:: Task objective ::
Retrieve all lines below that have the string "EngineStats".

:: Exercise data ::
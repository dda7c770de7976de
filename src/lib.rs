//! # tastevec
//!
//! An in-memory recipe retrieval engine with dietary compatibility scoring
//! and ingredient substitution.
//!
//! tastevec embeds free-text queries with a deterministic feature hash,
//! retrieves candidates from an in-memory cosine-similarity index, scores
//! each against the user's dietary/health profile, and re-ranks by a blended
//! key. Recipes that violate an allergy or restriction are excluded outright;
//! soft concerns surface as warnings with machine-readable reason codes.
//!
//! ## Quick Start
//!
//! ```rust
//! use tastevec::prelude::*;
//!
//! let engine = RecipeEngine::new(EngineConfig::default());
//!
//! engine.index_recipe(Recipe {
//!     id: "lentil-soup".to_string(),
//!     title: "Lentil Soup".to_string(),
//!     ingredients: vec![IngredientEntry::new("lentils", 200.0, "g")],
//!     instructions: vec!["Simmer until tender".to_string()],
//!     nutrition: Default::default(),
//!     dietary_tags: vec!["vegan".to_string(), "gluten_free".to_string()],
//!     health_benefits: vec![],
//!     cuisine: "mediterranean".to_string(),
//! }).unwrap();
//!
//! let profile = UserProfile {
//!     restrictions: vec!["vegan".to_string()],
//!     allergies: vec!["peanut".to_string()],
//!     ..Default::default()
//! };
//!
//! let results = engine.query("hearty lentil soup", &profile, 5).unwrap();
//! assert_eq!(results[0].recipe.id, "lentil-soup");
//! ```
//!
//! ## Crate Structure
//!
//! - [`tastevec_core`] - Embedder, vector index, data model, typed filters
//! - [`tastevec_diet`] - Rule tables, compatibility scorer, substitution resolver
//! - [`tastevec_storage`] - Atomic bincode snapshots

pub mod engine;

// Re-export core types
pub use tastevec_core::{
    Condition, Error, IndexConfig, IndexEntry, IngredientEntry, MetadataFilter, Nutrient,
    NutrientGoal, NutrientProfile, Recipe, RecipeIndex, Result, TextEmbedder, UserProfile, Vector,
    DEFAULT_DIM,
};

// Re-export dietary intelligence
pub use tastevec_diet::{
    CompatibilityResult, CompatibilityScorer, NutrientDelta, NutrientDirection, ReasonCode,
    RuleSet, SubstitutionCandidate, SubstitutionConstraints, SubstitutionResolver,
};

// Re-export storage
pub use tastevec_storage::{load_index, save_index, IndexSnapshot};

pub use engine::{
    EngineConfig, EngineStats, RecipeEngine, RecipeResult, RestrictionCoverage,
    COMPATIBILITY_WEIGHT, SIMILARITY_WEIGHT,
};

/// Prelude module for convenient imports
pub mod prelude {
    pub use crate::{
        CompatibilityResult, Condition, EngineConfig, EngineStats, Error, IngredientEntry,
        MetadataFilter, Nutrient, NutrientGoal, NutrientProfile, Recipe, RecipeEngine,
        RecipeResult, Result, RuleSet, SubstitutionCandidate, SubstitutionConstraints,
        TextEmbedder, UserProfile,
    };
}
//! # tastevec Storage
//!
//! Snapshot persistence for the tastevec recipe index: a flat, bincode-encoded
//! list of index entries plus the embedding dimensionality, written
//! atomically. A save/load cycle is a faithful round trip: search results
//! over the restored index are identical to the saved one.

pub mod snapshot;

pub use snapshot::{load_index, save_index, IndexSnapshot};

:: Written solution ::
    EngineConfig, EngineStats, RecipeEngine, RecipeResult, RestrictionCoverage,
        CompatibilityResult, Condition, EngineConfig, EngineStats, Error, IngredientEntry,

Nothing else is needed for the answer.